As we know, the ‘National List of Essential Medicines 2011 (NLEM 2011)’ came under intense public criticism, as it did not include many modern drugs for chronic and lifesaving diseases under its fold, for inclusion in the drug price control order of the Government.
The Experts Committee formed for this purpose recommended addition of a number of drugs for a variety of serious diseases, such as, cancer, hepatitis C, diabetes, cardiovascular, and HIV in the NLEM, to make them more affordable to patients.
Acting on this proposal, the Union Ministry of Health replaced the NLEM 2011 by NLEM 2015 in December 2015. This increased the span of drug price control from 684 to 875 medicines.
According to the well-reputed pharma market research organization – AIOCD Pharmasofttech AWACS Pvt Ltd., with NLEM 2015, still only 18 percent of Indian Pharmaceutical Market (IPM) by value will now come under price control, against 17 percent with NLEM 2011.
On May 12, 2016 the ‘National Pharmaceutical Pricing Authority (NPPA)’ started with revising prices of 54 recently included essential medicines in the NLEM 2015, in some cases bringing them down up to 55 percent, in conformance with the DPCO. Again on May 19, 2016 another set of 27 formulations, which, among others, include the treatment for epilepsy, infections and diabetes, were brought under price control.
Does ‘free market economy’ work in pharma industry?
As the NPPA has articulated a number of times, with umpteen number of examples, that arbitrary and wide variation in pricing for the same kind of branded generics is a result of ‘market failure’.
We all are living in a unique situation, where the consumers are unable to participate in the process of an affordable drug selection, much unlike any other consumer goods in a ‘free economy’.

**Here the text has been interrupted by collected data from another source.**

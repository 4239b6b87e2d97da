use chrono::Utc;
use diesel::prelude::*;
use diesel_async::{AsyncConnection, AsyncPgConnection, RunQueryDsl};
use shared::{plan_skill_merge, DomainError, Skill, SkillInput, SkillMergePlan, User, UserUpdate};
use tracing::{debug, info};

use crate::db::DbPool;
use crate::error::{Result, ServiceError};
use crate::guards::{ensure_user, lock_user};
use crate::models::{NewEvent, NewSkill, SkillRow, UserChangeset};
use crate::queries::load_user;
use crate::schema::{events, skills, users};

/// Profile edits, skill merges and event scans for a single user.
#[derive(Clone)]
pub struct UserService {
    pool: DbPool,
}

impl UserService {
    pub fn new(pool: DbPool) -> Self {
        Self { pool }
    }

    /// Applies every present profile field, merges `skills` when given and
    /// returns the user as stored afterwards.
    pub async fn update_user(&self, user_id: i32, update: UserUpdate) -> Result<User> {
        let mut pooled = self.pool.get().await?;
        let conn: &mut AsyncPgConnection = &mut pooled;

        conn.transaction::<_, ServiceError, _>(|conn| {
            Box::pin(async move {
                lock_user(conn, user_id).await?;

                let changes = UserChangeset::from_patch(update.profile, Utc::now());
                diesel::update(users::table.find(user_id))
                    .set(&changes)
                    .execute(conn)
                    .await?;

                if let Some(incoming) = update.skills {
                    merge_skills(conn, user_id, &incoming).await?;
                }

                Ok::<_, ServiceError>(())
            })
        })
        .await?;

        info!("Updated user {}", user_id);

        load_user(conn, user_id)
            .await?
            .ok_or_else(|| ServiceError::from(DomainError::user_not_found(user_id)))
    }

    /// Records that `user_id` was scanned at `event`. Returns `false` when the
    /// pair was already on record.
    pub async fn record_scan(&self, user_id: i32, event: &str) -> Result<bool> {
        let mut conn = self.pool.get().await?;
        ensure_user(&mut conn, user_id).await?;

        let inserted = diesel::insert_into(events::table)
            .values(&NewEvent { user_id, event })
            .on_conflict((events::user_id, events::event))
            .do_nothing()
            .execute(&mut conn)
            .await?;

        if inserted == 0 {
            debug!("User {} already scanned for {}", user_id, event);
            return Ok(false);
        }

        info!("User {} scanned for {}", user_id, event);
        Ok(true)
    }
}

/// Folds `incoming` into the user's skills by name. Must run inside the
/// caller's transaction, after the user row has been locked.
pub async fn merge_skills(
    conn: &mut AsyncPgConnection,
    user_id: i32,
    incoming: &[SkillInput],
) -> Result<SkillMergePlan> {
    let existing: Vec<Skill> = skills::table
        .filter(skills::user_id.eq(user_id))
        .select(SkillRow::as_select())
        .load::<SkillRow>(conn)
        .await?
        .into_iter()
        .map(Skill::from)
        .collect();

    let plan = plan_skill_merge(&existing, incoming);

    for update in &plan.updates {
        diesel::update(skills::table.find(update.skill_id))
            .set(skills::rating.eq(update.rating))
            .execute(conn)
            .await?;
    }

    if !plan.inserts.is_empty() {
        let rows: Vec<NewSkill<'_>> = plan
            .inserts
            .iter()
            .map(|s| NewSkill {
                user_id,
                skill: &s.skill,
                rating: s.rating,
            })
            .collect();

        diesel::insert_into(skills::table)
            .values(&rows)
            .execute(conn)
            .await?;
    }

    debug!(
        "Merged skills for user {}: {} updated, {} added",
        user_id,
        plan.updates.len(),
        plan.inserts.len()
    );
    Ok(plan)
}
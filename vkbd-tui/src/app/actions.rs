use std::ops::ControlFlow;
use vkbd_core::{action::Action, layout, state::AppState};

/// Apply one action to the state. `Break` ends the event loop.
pub fn process_action(action: Action, state: &mut AppState) -> ControlFlow<()> {
    match action {
        Action::Quit => return ControlFlow::Break(()),
        Action::FocusNext => handle_focus_relative(state, true),
        Action::FocusPrevious => handle_focus_relative(state, false),
        Action::FocusField(index) => state.document.focus(index, &mut state.keyboard),
        Action::MoveSelection(direction) => {
            state.selected_key =
                layout::neighbor(state.keyboard.layout(), state.selected_key, direction);
        }
        Action::PressSelected => {
            let index = state.selected_key;
            handle_press(state, index);
        }
        Action::PressKey(index) => {
            state.selected_key = index;
            handle_press(state, index);
        }
        Action::CloseKeyboard => {
            state.keyboard.close();
            state.document.blur();
        }
    }
    ControlFlow::Continue(())
}

fn handle_focus_relative(state: &mut AppState, forward: bool) {
    let len = state.document.len();
    if len == 0 {
        return;
    }
    let next = match (state.document.focused(), forward) {
        (None, true) => 0,
        (None, false) => len - 1,
        (Some(current), true) => (current + 1) % len,
        (Some(current), false) => (current + len - 1) % len,
    };
    state.document.focus(next, &mut state.keyboard);
}

fn handle_press(state: &mut AppState, index: usize) {
    state.keyboard.press(index);
    // done hides the keyboard; the field it was typing into loses focus with it
    if !state.keyboard.is_visible() {
        state.document.blur();
    }
}
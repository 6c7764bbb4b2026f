pub mod app;
pub mod components;
pub mod keymap;
pub mod theme;

pub use app::run;
pub use theme::Theme;
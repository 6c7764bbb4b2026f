use ratatui::style::Color;
use vkbd_core::config::{NamedColor, ThemeColor, ThemeConfig};

pub struct Theme {
    pub accent: Color,
    pub secondary: Color,
    pub muted: Color,
    pub border: Color,
    pub hint: Color,
    pub highlight_fg: Color,
    pub dark: Color,
}

impl Theme {
    pub fn from_config(config: &ThemeConfig) -> Self {
        Self {
            accent: to_ratatui_color(&config.accent),
            secondary: to_ratatui_color(&config.secondary),
            muted: to_ratatui_color(&config.muted),
            border: to_ratatui_color(&config.border),
            hint: to_ratatui_color(&config.hint),
            highlight_fg: to_ratatui_color(&config.highlight_fg),
            dark: to_ratatui_color(&config.dark),
        }
    }
}

impl Default for Theme {
    fn default() -> Self {
        Self::from_config(&ThemeConfig::default())
    }
}

fn to_ratatui_color(color: &ThemeColor) -> Color {
    match color {
        ThemeColor::Rgb(r, g, b) => Color::Rgb(*r, *g, *b),
        ThemeColor::Named(named) => match named {
            NamedColor::Black => Color::Black,
            NamedColor::Red => Color::Red,
            NamedColor::Green => Color::Green,
            NamedColor::Yellow => Color::Yellow,
            NamedColor::Blue => Color::Blue,
            NamedColor::Magenta => Color::Magenta,
            NamedColor::Cyan => Color::Cyan,
            NamedColor::White => Color::White,
            NamedColor::Gray => Color::Gray,
        },
    }
}
use crate::layout::Direction;

/// Every user interaction produces an Action. The UI never mutates the
/// keyboard or document directly.
#[derive(Debug, Clone, Copy, PartialEq, Eq)]
pub enum Action {
    Quit,

    // Field focus
    FocusNext,
    FocusPrevious,
    FocusField(usize),

    // Keyboard
    MoveSelection(Direction),
    PressSelected,
    PressKey(usize),
    CloseKeyboard,
}
use std::path::PathBuf;

const APP_NAME: &str = "vkbd";
const LOG_FILE_NAME: &str = "vkbd.log";

pub const DEFAULT_LOG_LEVEL: &str = "warn";

pub fn cache_dir() -> PathBuf {
    #[cfg(unix)]
    {
        if let Ok(xdg_cache_home) = std::env::var("XDG_CACHE_HOME")
            && !xdg_cache_home.is_empty()
        {
            return PathBuf::from(xdg_cache_home).join(APP_NAME);
        }
        dirs::home_dir()
            .unwrap_or_else(std::env::temp_dir)
            .join(".cache")
            .join(APP_NAME)
    }
    #[cfg(windows)]
    {
        if let Some(cache) = dirs::cache_dir() {
            cache.join(APP_NAME)
        } else {
            std::env::temp_dir().join(APP_NAME)
        }
    }
}

pub fn default_log_file() -> PathBuf {
    cache_dir().join(LOG_FILE_NAME)
}

/// Route the `log` facade to a rotating file; the terminal belongs to the UI.
pub fn setup_logging(level: log::LevelFilter) -> anyhow::Result<()> {
    if level == log::LevelFilter::Off {
        return Ok(());
    }
    let log_file = default_log_file();
    if let Some(parent) = log_file.parent() {
        std::fs::create_dir_all(parent)?;
    }
    simple_log::file(log_file.to_string_lossy().into_owned(), level, 10, 10)
        .map_err(|e| anyhow::anyhow!(e))?;
    log::info!("vkbd logging initialised (level={level})");
    Ok(())
}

I deliberated this issue in my article titled, “Does ‘Free-Market Economy’ Work For Branded Generic Drugs In India?”, published in this Blog on April 27, 2015.
Arbitrary drug pricing is increasingly attracting the ire of many Governments, other payers, patients and even some important investors, as we have seen in the United States. Most Indian fund houses and other investors are probably taking stock of the possible emerging situation. A large number of them are, by and large, going by the same old and traditional way of evaluating a pharma business.
Pharma companies, across the world, instead of trying to find out an innovative way to douse this fire for the benefit of all concerned, are getting more and more desperate to rationalize their arbitrary drug pricing, in whatever way they possibly can.
The approach taken by them is convincing none, instead, adding further fuel to the fire. Getting favorable views from some handful of seemingly spoon-fed write-ups, would possibly not help resolve this raging issue or protect public health interest, in any way.
All concerned should try to realize that a utopian ‘free market economy for medicines’, with patients exercising their informed choices, backed by active support from the treating doctor, does not exist in the real world, not just yet.
Thus, arbitrary pricing for essential drugs, where market competition is made irrelevant by many drug makers, allegedly by unethically influencing the prescribers in various ways, merits state intervention, unquestionably, solely to protect patients’ health interest.
By: Tapan J. Ray
Disclaimer: The views/opinions expressed in this article are entirely my own, written in my individual and personal capacity. I do not represent any other person or organization for this opinion.